Evidence suggests that increased EC availability will potentially cultivate more CC smokers. Six meta-analyses summarised in Table 3 indicate that young non-smokers exposed to ECs had between two and five times the odds of commencing smoking CCs compared with those not exposed to ECs (Chan et al., 2020; Khouja et al., 2020; O’Brien et al., 2021; Soneji et al., 2017; Yoong et al., 2021; Zhong et al., 2016). These conclusions were mostly based on heterogeneous prospective observational studies, many of which were assessed as having a moderate to high risk of bias. The reasons for the association between exposure to ECs and subsequent CC use are uncertain. One theory is that vaping acts as a ‘gateway’ to more potent, accessible and toxic forms of nicotine (Chan et al., 2020). The association between EC use and later CC smoking has also been explained through the lens of ‘common liability’, that is, that there are shared susceptibilities for EC and CC use (Chan et al., 2020; Khouja et al., 2020). Regardless of the underlying drivers, there is a clear imperative for policy-makers to ensure that young people are adequately protected from the harms of nicotine dependence and smoking through careful EC regulation.
Summary of systematic-review level evidence regarding the implications of EC exposure for young people.

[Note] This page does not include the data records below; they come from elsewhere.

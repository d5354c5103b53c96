use crate::terminal::command::{
    ArgSpec, Category, Command, CommandOutput, CommandSpec, missing_capability,
};
use crate::terminal::context::{CommandContext, PartyRequest};

const SUBCOMMANDS: &[&str] = &["create", "join", "leave", "list", "info", "delete", "mode", "stats"];

pub struct PartyCommand {
    spec: CommandSpec,
}

impl PartyCommand {
    pub fn new() -> Self {
        Self {
            spec: CommandSpec {
                name: "party",
                aliases: &["p"],
                description: "Create, join and manage parties",
                usage: "party <create|join|leave|list|info|delete|mode|stats> [value]",
                args: vec![
                    ArgSpec::required("subcommand", "Party action"),
                    ArgSpec::optional("value", "Party name, invite code or mode"),
                ],
                category: Category::Party,
            },
        }
    }
}

fn request_for(subcommand: &str, value: Option<String>) -> Result<PartyRequest, String> {
    let needs = |what: &str| format!("Usage: party {subcommand} <{what}>");
    Ok(match subcommand {
        "create" => PartyRequest::Create(value),
        "join" => PartyRequest::Join(value.ok_or_else(|| needs("code"))?),
        "leave" => PartyRequest::Leave,
        "list" => PartyRequest::List,
        "info" => PartyRequest::Info,
        "delete" => PartyRequest::Delete(value),
        "mode" => PartyRequest::Mode(value.ok_or_else(|| needs("mode"))?),
        "stats" => PartyRequest::Stats,
        other => {
            return Err(format!(
                "Unknown party subcommand: {other}. Available: {}",
                SUBCOMMANDS.join(", ")
            ));
        }
    })
}

impl Command for PartyCommand {
    fn spec(&self) -> &CommandSpec { &self.spec }

    fn execute(&self, args: &[String], ctx: &mut CommandContext<'_>) -> anyhow::Result<CommandOutput> {
        let Some((subcommand, rest)) = args.split_first() else {
            return Ok(CommandOutput::text(format!("Usage: {}", self.spec.usage)));
        };
        let subcommand = subcommand.to_lowercase();
        let value = (!rest.is_empty()).then(|| rest.join(" "));
        let request = match request_for(&subcommand, value) {
            Ok(request) => request,
            Err(message) => return Ok(CommandOutput::text(message)),
        };
        let Some(party) = ctx.party.as_deref_mut() else {
            return Ok(missing_capability("party"));
        };
        let lines = party.handle(ctx.user.as_ref(), request)?;
        Ok(CommandOutput::Lines(lines))
    }
}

Note. aOR: adjusted odds ratio; CCs: combustible cigarettes; ECs: electronic cigarettes; NR: not reported; CI: confidence interval; OR: odds ratio.
Summary and conclusions
There is robust evidence that currently available pharmacological agents are the most effective interventions for smoking cessation in people with serious mental illness. The evidence supporting the use of ECs in this population for smoking cessation is very weak. ECs may assist people who are dependent on CCs with smoking cessation. However, many will combine the use of CCs with ECs, which will not mitigate health risks. Non-smokers and in particular young people who are exposed to ECs are at significantly increased risk of commencing CC smoking. It is recommended that the RANZCP (2018) reconsider Position Statement 97. We advocate for the RANZCP to either withdraw or substantially revise their position statement on ECs, which may in time become a serious public health risk. We also recommend the RANZCP develops a position statement on tobacco smoking in people with serious mental illness where high-quality evidence of effective interventions exists.
Footnotes
Declaration of Conflicting Interests
The author(s) declared no potential conflicts of interest with respect to the research, authorship, and/or publication of this article.
Funding
The author(s) received no financial support for the research, authorship, and/or publication of this article.